The other side of the shilling is that many people do see white skin and assume money.  Children will ask if you have any treats, some people out right ask for money or possessions (give me your shoes) – even people who hold permanent jobs.  Just as we have no real concept of what it is like here until you come (and even now, do I really know?) most do not really know what our lives are like in Canada.  For example, I joined a Kenyan employee of IPDK (who functions something like a community outreach/social worker) out in the field.  I relayed a story that while waiting for her a pikipiki driver had asked my name and then proceeded to tell me that he loved me.  We had a good laugh over this and I felt like we were understanding each other.  That is, until later in the matatu ride when she asked if I was engaged and, discovering that I was not, offered me here brother for marriage.  I can only assume he was in his early 40s based on her age.  I politely declined and laughed a bit, thinking that was that.  No.  About an hour later she turned to me in a quiet moment “So, it is agreed, you marry my brother?”.  I guess I have a way to stay in Kenya if I really want….

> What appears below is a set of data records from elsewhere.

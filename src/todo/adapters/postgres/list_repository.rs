//! `PostgreSQL` repository implementation for lists.

use super::{
    models::{ListChangeset, ListRow, NewListRow, NewTaskRow},
    pool::BoundedPool,
    schema::{lists, tasks},
};
use crate::pagination::{Page, PageRequest};
use crate::todo::{
    domain::{List, ListId, Task},
    ports::{ListRepository, ListRepositoryError, ListRepositoryResult},
};
use async_trait::async_trait;
use diesel::pg::PgConnection;
use diesel::prelude::*;

/// `PostgreSQL`-backed list repository.
#[derive(Debug, Clone)]
pub struct PostgresListRepository {
    pool: BoundedPool,
}

impl PostgresListRepository {
    /// Creates a new repository from a bounded connection pool.
    #[must_use]
    pub const fn new(pool: BoundedPool) -> Self {
        Self { pool }
    }
}

#[async_trait]
impl ListRepository for PostgresListRepository {
    async fn create(&self, list: &List) -> ListRepositoryResult<List> {
        const OPERATION: &str = "create list";
        let new_row = NewListRow::from(list);
        let row = self
            .pool
            .run(OPERATION, move |connection| {
                diesel::insert_into(lists::table)
                    .values(&new_row)
                    .returning(ListRow::as_returning())
                    .get_result(connection)
                    .map_err(|err| ListRepositoryError::storage(OPERATION, err))
            })
            .await?;
        row_to_list(OPERATION, row)
    }

    async fn create_with_tasks(&self, list: &List, tasks: &[Task]) -> ListRepositoryResult<List> {
        const OPERATION: &str = "create list with tasks";
        let new_row = NewListRow::from(list);
        let task_rows: Vec<NewTaskRow> = tasks.iter().map(NewTaskRow::from).collect();
        let row = self
            .pool
            .run(OPERATION, move |connection| {
                connection
                    .transaction::<_, diesel::result::Error, _>(|tx| {
                        let row = diesel::insert_into(lists::table)
                            .values(&new_row)
                            .returning(ListRow::as_returning())
                            .get_result(tx)?;
                        if !task_rows.is_empty() {
                            diesel::insert_into(tasks::table)
                                .values(&task_rows)
                                .execute(tx)?;
                        }
                        Ok(row)
                    })
                    .map_err(|err| ListRepositoryError::storage(OPERATION, err))
            })
            .await?;
        row_to_list(OPERATION, row)
    }

    async fn get_by_id(&self, id: ListId) -> ListRepositoryResult<List> {
        const OPERATION: &str = "get list";
        let row = self
            .pool
            .run(OPERATION, move |connection| {
                lists::table
                    .find(id.into_inner())
                    .select(ListRow::as_select())
                    .first(connection)
                    .optional()
                    .map_err(|err| ListRepositoryError::storage(OPERATION, err))
            })
            .await?
            .ok_or(ListRepositoryError::NotFound(id))?;
        row_to_list(OPERATION, row)
    }

    async fn update(&self, list: &List) -> ListRepositoryResult<List> {
        const OPERATION: &str = "update list";
        let id = list.id();
        let changes = ListChangeset::from(list);
        let row = self
            .pool
            .run(OPERATION, move |connection| {
                diesel::update(lists::table.find(id.into_inner()))
                    .set(&changes)
                    .returning(ListRow::as_returning())
                    .get_result(connection)
                    .optional()
                    .map_err(|err| ListRepositoryError::storage(OPERATION, err))
            })
            .await?
            .ok_or(ListRepositoryError::NotFound(id))?;
        row_to_list(OPERATION, row)
    }

    async fn delete(&self, id: ListId) -> ListRepositoryResult<()> {
        const OPERATION: &str = "delete list";
        let deleted = self
            .pool
            .run(OPERATION, move |connection| {
                connection
                    .transaction::<_, diesel::result::Error, _>(|tx| {
                        diesel::delete(tasks::table.filter(tasks::list_id.eq(id.into_inner())))
                            .execute(tx)?;
                        diesel::delete(lists::table.find(id.into_inner())).execute(tx)
                    })
                    .map_err(|err| ListRepositoryError::storage(OPERATION, err))
            })
            .await?;
        if deleted == 0 {
            return Err(ListRepositoryError::NotFound(id));
        }
        Ok(())
    }

    async fn find_with_pagination(&self, page: PageRequest) -> ListRepositoryResult<Page<List>> {
        const OPERATION: &str = "find lists";
        let (rows, total) = self
            .pool
            .run(OPERATION, move |connection| {
                connection
                    .transaction::<_, diesel::result::Error, _>(|tx| {
                        let total = lists::table.count().get_result::<i64>(tx)?;
                        let rows = load_page(tx, page)?;
                        Ok((rows, total))
                    })
                    .map_err(|err| ListRepositoryError::storage(OPERATION, err))
            })
            .await?;
        let items = rows
            .into_iter()
            .map(|row| row_to_list(OPERATION, row))
            .collect::<ListRepositoryResult<Vec<_>>>()?;
        Ok(Page::new(items, u64::try_from(total).unwrap_or_default()))
    }

    async fn search_by_title(&self, query: &str) -> ListRepositoryResult<Vec<List>> {
        const OPERATION: &str = "search lists by title";
        let pattern = format!("%{}%", escape_like(query));
        let rows = self
            .pool
            .run(OPERATION, move |connection| {
                lists::table
                    .filter(lists::title.ilike(pattern))
                    .order((lists::created_at.desc(), lists::id.desc()))
                    .select(ListRow::as_select())
                    .load(connection)
                    .map_err(|err| ListRepositoryError::storage(OPERATION, err))
            })
            .await?;
        rows.into_iter()
            .map(|row| row_to_list(OPERATION, row))
            .collect()
    }
}

fn load_page(
    connection: &mut PgConnection,
    page: PageRequest,
) -> Result<Vec<ListRow>, diesel::result::Error> {
    let mut query = lists::table
        .order((lists::created_at.desc(), lists::id.desc()))
        .select(ListRow::as_select())
        .offset(i64::from(page.offset()))
        .into_boxed();
    if let Some(limit) = page.limit() {
        query = query.limit(i64::from(limit));
    }
    query.load(connection)
}

fn row_to_list(operation: &'static str, row: ListRow) -> ListRepositoryResult<List> {
    List::try_from(row).map_err(|err| ListRepositoryError::storage(operation, err))
}

/// Escapes `LIKE` metacharacters so the query matches literally.
fn escape_like(query: &str) -> String {
    let mut escaped = String::with_capacity(query.len());
    for ch in query.chars() {
        if matches!(ch, '%' | '_' | '\\') {
            escaped.push('\\');
        }
        escaped.push(ch);
    }
    escaped
}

The field work itself was interesting and eye-opening.  It challenges my faith in my own usefulness because what the children with disabilities here need is often just parents to talk to them, to get down to their level, to use gestures or pictures to communicate but, with so many other children to care for and mouths to feed it is a constant feeling that even these suggestions are quickly forgotten as you walk out the door.  I’m not sure I can blame them.  I do not know what it is like to be a single monther of four young children living in a one room cement box with a bed, (maybe) a chair, a corner for the coals and small pot and a few possessions.  This was a common scene during field work meaning these mothers also had at least one child with a fairly severe physical and/or intellectual disabilities.

The streets here definitely make those in Toronto feel so dull and boring.